Please reproduce the data below exactly, from the first line through the line containing "let rows = written.lines().skip(1).filter(|l|", and leave every later line out.
--------
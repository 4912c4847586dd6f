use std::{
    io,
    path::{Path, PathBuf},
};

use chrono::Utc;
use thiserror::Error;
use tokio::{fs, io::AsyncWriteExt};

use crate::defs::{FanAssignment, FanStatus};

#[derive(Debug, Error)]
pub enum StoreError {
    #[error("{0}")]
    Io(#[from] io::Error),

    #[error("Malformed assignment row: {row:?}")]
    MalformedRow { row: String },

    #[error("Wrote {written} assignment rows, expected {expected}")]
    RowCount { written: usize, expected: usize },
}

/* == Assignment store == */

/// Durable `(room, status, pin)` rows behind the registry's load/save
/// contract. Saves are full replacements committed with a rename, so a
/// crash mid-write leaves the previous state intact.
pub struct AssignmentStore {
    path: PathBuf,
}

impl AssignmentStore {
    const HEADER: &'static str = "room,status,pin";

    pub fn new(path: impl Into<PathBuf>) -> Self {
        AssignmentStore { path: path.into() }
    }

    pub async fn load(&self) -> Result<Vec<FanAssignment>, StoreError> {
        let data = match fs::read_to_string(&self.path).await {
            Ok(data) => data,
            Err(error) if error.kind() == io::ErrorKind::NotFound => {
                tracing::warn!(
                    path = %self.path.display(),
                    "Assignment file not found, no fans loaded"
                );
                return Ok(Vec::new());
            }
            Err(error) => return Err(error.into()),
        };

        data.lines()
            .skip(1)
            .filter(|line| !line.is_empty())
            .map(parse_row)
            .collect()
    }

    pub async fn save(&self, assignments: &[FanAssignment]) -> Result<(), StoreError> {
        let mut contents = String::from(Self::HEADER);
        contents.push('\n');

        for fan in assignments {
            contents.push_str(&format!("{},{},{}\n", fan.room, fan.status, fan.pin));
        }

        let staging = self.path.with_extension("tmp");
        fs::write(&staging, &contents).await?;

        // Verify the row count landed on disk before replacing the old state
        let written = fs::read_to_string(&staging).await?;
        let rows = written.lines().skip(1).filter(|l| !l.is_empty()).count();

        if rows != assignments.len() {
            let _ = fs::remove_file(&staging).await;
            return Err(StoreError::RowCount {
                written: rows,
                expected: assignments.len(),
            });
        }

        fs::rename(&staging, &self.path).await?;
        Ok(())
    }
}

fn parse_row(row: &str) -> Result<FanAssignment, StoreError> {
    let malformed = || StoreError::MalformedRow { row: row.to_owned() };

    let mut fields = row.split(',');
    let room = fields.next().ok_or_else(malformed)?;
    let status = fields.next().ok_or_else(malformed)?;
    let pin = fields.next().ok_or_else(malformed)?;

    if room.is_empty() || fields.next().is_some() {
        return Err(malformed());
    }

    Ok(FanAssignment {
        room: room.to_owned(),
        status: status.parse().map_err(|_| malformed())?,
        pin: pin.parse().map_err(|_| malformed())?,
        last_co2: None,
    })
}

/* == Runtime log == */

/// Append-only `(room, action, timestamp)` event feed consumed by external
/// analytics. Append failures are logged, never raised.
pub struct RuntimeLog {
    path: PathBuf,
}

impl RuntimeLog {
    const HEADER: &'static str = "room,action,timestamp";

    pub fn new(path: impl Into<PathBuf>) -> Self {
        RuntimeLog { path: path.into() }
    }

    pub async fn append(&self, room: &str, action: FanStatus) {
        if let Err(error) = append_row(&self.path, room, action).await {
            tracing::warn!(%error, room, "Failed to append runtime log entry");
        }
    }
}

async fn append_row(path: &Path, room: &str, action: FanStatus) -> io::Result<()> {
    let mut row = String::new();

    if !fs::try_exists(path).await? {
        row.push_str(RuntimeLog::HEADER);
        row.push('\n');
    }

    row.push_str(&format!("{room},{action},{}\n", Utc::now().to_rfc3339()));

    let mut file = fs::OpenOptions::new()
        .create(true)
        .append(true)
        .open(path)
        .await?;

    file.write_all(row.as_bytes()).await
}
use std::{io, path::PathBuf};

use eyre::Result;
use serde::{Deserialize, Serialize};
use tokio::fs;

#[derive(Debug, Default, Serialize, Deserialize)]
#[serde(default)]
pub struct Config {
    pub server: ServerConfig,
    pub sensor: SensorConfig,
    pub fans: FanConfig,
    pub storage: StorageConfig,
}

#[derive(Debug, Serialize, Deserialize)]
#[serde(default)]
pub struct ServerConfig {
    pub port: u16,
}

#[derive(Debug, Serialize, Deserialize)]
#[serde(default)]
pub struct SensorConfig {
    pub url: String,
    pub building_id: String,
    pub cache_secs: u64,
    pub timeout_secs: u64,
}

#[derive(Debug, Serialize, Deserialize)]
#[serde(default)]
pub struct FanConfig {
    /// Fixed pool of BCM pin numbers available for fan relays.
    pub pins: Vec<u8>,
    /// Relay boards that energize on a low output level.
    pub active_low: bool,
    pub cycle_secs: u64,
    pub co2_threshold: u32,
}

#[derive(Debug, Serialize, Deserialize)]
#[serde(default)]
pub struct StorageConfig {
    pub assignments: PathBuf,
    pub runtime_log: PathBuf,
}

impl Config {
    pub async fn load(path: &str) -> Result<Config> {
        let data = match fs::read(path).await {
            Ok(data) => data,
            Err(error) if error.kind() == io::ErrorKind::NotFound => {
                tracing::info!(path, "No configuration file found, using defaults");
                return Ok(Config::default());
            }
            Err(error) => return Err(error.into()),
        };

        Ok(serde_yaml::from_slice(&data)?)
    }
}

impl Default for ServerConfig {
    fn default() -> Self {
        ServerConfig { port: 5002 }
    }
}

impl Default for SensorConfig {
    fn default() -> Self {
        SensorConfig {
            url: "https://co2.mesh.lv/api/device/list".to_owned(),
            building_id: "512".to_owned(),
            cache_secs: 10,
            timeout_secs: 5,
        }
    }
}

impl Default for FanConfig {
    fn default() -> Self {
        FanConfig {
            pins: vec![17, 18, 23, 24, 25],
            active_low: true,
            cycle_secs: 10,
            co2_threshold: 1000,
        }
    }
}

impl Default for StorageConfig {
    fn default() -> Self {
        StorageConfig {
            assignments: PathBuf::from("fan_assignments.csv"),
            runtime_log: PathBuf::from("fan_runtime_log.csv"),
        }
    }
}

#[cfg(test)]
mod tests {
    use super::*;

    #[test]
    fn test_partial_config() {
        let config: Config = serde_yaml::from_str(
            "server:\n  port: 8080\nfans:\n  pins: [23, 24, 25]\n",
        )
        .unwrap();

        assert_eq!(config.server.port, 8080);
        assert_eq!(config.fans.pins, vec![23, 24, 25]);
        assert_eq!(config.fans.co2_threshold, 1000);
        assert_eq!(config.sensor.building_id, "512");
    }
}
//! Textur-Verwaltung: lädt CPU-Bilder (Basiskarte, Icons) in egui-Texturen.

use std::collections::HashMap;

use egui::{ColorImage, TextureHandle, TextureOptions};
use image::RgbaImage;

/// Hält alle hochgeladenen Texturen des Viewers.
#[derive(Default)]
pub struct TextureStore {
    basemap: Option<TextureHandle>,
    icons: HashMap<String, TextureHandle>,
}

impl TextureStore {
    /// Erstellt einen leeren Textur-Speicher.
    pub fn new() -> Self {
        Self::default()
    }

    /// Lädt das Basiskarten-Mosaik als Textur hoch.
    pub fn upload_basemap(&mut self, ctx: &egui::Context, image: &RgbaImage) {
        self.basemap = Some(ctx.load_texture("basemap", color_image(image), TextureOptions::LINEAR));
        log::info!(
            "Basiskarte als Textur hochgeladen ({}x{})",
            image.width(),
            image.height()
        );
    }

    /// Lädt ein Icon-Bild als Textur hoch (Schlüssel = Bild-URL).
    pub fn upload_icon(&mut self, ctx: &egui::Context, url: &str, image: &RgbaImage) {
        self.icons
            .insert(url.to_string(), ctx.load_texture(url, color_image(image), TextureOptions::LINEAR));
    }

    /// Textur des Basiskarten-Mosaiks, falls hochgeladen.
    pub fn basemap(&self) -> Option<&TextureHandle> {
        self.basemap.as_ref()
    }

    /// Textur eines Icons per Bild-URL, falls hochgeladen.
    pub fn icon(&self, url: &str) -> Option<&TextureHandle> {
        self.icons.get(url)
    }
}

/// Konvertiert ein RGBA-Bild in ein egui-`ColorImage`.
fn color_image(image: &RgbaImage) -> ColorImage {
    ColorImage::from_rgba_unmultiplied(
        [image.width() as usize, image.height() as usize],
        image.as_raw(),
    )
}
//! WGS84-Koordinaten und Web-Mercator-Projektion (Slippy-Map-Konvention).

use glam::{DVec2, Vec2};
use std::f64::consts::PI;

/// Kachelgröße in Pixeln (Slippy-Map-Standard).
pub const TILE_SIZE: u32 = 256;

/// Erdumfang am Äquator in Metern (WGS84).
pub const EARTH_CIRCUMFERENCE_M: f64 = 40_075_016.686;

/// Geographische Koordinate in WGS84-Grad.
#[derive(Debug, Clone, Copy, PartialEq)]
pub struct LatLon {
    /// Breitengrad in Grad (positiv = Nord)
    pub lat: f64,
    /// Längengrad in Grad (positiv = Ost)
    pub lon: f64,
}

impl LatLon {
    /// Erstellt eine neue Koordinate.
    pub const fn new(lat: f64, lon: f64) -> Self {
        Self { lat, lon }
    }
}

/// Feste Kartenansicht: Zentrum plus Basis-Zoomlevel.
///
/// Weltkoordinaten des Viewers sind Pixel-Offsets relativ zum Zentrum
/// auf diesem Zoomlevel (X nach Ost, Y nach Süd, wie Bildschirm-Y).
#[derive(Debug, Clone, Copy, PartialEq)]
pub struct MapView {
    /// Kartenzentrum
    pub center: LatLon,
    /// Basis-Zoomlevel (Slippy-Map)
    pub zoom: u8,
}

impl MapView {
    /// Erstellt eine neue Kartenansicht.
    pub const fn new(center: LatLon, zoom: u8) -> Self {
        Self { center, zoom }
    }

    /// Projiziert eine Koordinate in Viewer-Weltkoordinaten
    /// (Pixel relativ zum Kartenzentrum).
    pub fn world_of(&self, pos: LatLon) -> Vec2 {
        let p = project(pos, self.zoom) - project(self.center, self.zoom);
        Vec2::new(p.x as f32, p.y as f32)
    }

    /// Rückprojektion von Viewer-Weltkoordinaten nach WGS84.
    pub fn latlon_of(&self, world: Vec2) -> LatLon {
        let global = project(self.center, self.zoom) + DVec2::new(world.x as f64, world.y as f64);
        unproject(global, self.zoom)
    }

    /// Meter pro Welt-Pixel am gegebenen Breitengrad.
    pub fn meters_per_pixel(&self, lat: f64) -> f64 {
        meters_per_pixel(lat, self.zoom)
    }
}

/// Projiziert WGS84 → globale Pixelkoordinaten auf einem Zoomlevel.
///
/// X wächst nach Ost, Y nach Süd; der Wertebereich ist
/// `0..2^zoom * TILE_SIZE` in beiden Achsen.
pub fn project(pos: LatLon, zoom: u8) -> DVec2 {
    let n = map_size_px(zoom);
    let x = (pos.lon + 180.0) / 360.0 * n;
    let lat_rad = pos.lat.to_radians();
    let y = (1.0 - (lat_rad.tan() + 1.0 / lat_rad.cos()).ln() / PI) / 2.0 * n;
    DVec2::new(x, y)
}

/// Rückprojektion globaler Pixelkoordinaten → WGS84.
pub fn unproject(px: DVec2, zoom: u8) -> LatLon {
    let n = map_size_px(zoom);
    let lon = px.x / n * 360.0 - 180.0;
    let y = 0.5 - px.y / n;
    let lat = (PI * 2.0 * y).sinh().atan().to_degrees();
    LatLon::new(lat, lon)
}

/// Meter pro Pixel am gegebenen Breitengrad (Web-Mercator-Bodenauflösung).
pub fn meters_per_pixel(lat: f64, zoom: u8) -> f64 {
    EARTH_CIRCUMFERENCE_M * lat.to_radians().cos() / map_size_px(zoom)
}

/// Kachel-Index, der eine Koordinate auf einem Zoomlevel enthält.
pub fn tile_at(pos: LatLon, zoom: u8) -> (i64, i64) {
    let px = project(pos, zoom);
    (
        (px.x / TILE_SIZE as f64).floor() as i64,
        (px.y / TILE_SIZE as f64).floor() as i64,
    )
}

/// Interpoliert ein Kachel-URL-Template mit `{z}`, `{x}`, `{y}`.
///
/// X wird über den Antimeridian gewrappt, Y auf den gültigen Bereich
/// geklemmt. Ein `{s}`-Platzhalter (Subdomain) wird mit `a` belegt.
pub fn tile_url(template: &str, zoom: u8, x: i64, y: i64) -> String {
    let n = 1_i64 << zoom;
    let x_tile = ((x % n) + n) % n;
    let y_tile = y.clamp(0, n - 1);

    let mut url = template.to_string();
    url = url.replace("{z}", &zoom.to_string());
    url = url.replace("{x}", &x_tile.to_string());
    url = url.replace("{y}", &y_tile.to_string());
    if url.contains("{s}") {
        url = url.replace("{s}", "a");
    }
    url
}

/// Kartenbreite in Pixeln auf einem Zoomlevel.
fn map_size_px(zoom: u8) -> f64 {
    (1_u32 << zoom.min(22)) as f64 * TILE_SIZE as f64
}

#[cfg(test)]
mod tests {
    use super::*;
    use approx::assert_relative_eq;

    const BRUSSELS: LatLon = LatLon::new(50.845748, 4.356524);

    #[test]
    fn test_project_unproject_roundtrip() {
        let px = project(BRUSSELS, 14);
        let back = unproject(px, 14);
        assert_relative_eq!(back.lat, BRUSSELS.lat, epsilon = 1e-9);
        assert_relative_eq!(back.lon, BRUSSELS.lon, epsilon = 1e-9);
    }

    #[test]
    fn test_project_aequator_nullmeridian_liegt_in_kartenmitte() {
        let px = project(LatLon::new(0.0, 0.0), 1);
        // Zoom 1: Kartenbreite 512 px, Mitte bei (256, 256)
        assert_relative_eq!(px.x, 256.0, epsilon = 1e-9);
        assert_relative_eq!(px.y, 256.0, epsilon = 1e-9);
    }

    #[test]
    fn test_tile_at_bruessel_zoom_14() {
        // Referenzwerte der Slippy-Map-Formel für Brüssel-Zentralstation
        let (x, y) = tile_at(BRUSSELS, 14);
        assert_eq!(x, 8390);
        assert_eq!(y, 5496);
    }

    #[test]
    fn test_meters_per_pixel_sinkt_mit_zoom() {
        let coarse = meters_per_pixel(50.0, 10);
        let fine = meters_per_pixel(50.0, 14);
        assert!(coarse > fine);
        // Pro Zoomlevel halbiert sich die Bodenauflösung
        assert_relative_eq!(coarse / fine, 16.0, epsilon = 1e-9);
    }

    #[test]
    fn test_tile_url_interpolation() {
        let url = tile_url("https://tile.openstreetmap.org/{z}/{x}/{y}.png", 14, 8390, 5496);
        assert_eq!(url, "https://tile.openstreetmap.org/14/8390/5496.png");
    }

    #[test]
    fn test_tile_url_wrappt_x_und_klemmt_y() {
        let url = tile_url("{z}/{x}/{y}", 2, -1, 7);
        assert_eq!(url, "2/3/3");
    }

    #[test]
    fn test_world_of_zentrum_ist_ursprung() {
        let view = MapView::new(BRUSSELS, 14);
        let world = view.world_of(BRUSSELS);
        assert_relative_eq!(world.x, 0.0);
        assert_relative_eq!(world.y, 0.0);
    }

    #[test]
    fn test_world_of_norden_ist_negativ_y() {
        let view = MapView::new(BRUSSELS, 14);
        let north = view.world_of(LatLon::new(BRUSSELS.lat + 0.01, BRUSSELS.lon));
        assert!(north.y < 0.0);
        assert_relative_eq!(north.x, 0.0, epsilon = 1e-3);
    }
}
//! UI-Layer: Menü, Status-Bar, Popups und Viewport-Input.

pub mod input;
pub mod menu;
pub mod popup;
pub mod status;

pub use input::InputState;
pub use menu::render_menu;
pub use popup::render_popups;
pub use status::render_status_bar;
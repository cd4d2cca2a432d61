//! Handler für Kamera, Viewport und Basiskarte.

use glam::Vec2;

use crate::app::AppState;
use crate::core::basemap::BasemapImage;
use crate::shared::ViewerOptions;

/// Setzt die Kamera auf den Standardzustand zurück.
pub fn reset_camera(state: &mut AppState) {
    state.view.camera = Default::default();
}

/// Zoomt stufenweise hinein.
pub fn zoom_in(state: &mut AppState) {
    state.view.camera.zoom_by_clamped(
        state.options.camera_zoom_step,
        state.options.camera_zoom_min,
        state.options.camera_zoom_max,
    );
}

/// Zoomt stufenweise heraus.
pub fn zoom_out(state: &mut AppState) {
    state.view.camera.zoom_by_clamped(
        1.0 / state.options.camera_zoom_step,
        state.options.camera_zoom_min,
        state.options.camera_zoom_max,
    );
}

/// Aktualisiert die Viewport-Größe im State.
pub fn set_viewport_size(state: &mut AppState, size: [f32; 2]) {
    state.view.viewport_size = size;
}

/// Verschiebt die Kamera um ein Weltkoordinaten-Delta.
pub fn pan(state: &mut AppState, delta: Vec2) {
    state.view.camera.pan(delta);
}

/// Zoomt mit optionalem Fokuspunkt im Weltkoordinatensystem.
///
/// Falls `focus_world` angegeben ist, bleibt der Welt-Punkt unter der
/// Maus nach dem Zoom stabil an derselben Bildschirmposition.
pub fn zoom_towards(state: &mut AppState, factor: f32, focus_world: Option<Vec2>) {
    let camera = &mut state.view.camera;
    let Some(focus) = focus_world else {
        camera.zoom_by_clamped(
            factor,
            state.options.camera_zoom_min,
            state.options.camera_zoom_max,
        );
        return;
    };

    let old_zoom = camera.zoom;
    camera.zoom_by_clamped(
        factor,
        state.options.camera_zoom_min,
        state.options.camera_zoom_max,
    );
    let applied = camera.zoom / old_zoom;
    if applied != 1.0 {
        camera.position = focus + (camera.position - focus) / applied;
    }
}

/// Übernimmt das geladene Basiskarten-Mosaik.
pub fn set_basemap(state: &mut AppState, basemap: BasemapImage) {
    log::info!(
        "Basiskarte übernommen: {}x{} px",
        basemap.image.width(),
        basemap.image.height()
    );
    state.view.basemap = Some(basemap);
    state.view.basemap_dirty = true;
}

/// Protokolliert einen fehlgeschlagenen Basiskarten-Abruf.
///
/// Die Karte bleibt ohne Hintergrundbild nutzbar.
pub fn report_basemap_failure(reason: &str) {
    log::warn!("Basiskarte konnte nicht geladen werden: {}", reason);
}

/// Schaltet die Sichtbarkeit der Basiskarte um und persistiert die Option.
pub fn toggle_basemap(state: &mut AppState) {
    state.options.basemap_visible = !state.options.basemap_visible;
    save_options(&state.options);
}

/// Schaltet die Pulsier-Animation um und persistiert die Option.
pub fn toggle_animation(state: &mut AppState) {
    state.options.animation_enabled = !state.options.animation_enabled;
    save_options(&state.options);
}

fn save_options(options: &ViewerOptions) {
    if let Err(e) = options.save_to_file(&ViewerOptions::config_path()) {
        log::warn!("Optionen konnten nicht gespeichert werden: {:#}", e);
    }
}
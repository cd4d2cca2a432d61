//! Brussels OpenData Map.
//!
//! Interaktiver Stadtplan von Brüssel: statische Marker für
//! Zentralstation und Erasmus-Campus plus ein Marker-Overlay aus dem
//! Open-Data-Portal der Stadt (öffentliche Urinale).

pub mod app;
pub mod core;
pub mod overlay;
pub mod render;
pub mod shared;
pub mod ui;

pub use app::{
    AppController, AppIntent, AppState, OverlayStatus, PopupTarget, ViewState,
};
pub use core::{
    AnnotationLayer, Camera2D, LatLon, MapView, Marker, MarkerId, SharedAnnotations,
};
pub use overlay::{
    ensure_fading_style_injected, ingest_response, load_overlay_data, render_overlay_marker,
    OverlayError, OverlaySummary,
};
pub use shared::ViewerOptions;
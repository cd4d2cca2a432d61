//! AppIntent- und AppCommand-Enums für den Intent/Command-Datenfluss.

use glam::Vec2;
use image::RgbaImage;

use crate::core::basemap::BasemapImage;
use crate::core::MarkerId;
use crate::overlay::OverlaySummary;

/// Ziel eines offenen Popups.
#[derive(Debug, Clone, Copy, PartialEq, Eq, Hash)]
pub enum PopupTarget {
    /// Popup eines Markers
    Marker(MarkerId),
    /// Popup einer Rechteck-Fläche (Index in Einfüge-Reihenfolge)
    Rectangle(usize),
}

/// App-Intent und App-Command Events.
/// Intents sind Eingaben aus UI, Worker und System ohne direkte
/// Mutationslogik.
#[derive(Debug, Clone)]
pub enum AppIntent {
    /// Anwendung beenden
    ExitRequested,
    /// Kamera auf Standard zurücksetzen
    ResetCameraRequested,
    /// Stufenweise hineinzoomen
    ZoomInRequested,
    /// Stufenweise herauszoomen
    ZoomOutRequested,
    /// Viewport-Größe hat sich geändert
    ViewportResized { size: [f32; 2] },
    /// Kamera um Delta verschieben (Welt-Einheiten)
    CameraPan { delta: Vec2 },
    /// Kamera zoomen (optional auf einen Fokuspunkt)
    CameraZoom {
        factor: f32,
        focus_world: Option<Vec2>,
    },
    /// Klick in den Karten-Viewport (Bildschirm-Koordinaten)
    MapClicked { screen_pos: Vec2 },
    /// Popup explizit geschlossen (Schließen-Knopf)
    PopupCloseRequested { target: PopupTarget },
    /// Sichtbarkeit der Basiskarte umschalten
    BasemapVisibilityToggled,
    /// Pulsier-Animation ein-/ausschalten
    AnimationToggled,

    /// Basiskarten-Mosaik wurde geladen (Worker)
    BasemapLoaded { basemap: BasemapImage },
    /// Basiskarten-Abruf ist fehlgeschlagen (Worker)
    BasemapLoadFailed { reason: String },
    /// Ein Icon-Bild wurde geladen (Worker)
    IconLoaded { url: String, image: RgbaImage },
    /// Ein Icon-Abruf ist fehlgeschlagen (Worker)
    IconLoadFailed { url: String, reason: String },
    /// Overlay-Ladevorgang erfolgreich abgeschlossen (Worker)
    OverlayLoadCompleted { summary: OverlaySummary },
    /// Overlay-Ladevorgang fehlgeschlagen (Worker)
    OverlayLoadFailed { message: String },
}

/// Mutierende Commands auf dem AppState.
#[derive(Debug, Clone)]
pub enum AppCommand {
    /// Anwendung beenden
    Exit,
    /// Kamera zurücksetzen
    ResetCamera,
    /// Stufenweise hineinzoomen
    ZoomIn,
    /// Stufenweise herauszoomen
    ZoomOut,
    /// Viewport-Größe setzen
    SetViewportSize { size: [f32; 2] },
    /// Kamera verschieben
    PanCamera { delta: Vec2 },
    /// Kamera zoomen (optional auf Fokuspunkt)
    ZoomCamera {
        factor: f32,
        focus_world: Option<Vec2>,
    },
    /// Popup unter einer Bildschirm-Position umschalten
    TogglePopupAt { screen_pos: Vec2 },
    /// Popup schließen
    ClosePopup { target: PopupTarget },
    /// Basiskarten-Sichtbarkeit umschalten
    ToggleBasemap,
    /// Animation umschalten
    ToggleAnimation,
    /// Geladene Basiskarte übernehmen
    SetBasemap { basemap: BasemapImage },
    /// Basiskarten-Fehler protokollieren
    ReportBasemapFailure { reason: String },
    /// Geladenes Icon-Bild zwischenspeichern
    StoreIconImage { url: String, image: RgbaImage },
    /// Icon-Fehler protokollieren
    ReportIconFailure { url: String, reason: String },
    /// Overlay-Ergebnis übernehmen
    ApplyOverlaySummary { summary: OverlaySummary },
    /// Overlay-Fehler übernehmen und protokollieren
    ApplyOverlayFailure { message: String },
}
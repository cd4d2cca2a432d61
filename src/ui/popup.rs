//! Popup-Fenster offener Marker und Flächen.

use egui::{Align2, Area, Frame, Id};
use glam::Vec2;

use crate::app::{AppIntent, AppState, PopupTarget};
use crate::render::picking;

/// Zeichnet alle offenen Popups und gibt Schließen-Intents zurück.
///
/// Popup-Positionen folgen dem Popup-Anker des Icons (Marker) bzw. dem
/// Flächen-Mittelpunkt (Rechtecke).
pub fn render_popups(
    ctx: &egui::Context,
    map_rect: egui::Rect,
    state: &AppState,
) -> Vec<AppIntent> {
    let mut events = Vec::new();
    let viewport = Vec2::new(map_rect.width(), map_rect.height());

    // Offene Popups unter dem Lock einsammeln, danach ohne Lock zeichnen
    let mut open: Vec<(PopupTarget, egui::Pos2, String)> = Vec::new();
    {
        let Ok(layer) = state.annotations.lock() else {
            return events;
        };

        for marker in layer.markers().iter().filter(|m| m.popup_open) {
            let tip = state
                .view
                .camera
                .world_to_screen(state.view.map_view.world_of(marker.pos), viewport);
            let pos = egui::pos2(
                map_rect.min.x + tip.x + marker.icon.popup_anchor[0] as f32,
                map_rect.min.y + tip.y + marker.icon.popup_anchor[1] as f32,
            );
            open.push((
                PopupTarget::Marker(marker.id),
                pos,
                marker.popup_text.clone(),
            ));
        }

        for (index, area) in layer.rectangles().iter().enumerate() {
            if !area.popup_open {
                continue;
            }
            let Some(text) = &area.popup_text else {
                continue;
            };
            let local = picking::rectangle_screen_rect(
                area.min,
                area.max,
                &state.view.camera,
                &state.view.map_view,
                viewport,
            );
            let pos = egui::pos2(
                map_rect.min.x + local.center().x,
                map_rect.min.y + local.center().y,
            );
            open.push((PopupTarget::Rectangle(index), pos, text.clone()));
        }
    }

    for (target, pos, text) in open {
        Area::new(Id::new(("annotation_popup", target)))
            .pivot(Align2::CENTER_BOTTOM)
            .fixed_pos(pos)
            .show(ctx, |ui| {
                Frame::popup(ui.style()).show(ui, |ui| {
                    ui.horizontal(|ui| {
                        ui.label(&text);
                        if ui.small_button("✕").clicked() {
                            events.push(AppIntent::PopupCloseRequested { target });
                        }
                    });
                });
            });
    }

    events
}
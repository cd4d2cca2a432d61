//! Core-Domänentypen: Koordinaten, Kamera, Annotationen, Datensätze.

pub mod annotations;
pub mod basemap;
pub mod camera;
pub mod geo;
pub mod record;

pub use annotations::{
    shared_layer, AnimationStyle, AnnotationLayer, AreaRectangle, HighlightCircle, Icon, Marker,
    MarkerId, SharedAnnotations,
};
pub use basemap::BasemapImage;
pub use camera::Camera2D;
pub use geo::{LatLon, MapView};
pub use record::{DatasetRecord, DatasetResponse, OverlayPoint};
--------
▶ **Solution for this problem**:
repository 4912c4847586dd6f
use std::{
    io,
    path::{Path, PathBuf},
};

use chrono::Utc;
use thiserror::Error;
use tokio::{fs, io::AsyncWriteExt};

use crate::defs::{FanAssignment, FanStatus};

#[derive(Debug, Error)]
pub enum StoreError {
    #[error("{0}")]
    Io(#[from] io::Error),

    #[error("Malformed assignment row: {row:?}")]
    MalformedRow { row: String },

    #[error("Wrote {written} assignment rows, expected {expected}")]
    RowCount { written: usize, expected: usize },
}

/* == Assignment store == */

/// Durable `(room, status, pin)` rows behind the registry's load/save
/// contract. Saves are full replacements committed with a rename, so a
/// crash mid-write leaves the previous state intact.
pub struct AssignmentStore {
    path: PathBuf,
}

impl AssignmentStore {
    const HEADER: &'static str = "room,status,pin";

    pub fn new(path: impl Into<PathBuf>) -> Self {
        AssignmentStore { path: path.into() }
    }

    pub async fn load(&self) -> Result<Vec<FanAssignment>, StoreError> {
        let data = match fs::read_to_string(&self.path).await {
            Ok(data) => data,
            Err(error) if error.kind() == io::ErrorKind::NotFound => {
                tracing::warn!(
                    path = %self.path.display(),
                    "Assignment file not found, no fans loaded"
                );
                return Ok(Vec::new());
            }
            Err(error) => return Err(error.into()),
        };

        data.lines()
            .skip(1)
            .filter(|line| !line.is_empty())
            .map(parse_row)
            .collect()
    }

    pub async fn save(&self, assignments: &[FanAssignment]) -> Result<(), StoreError> {
        let mut contents = String::from(Self::HEADER);
        contents.push('\n');

        for fan in assignments {
            contents.push_str(&format!("{},{},{}\n", fan.room, fan.status, fan.pin));
        }

        let staging = self.path.with_extension("tmp");
        fs::write(&staging, &contents).await?;

        // Verify the row count landed on disk before replacing the old state
        let written = fs::read_to_string(&staging).await?;
        let rows = written.lines().skip(1).filter(|l| !l.is_empty()).count();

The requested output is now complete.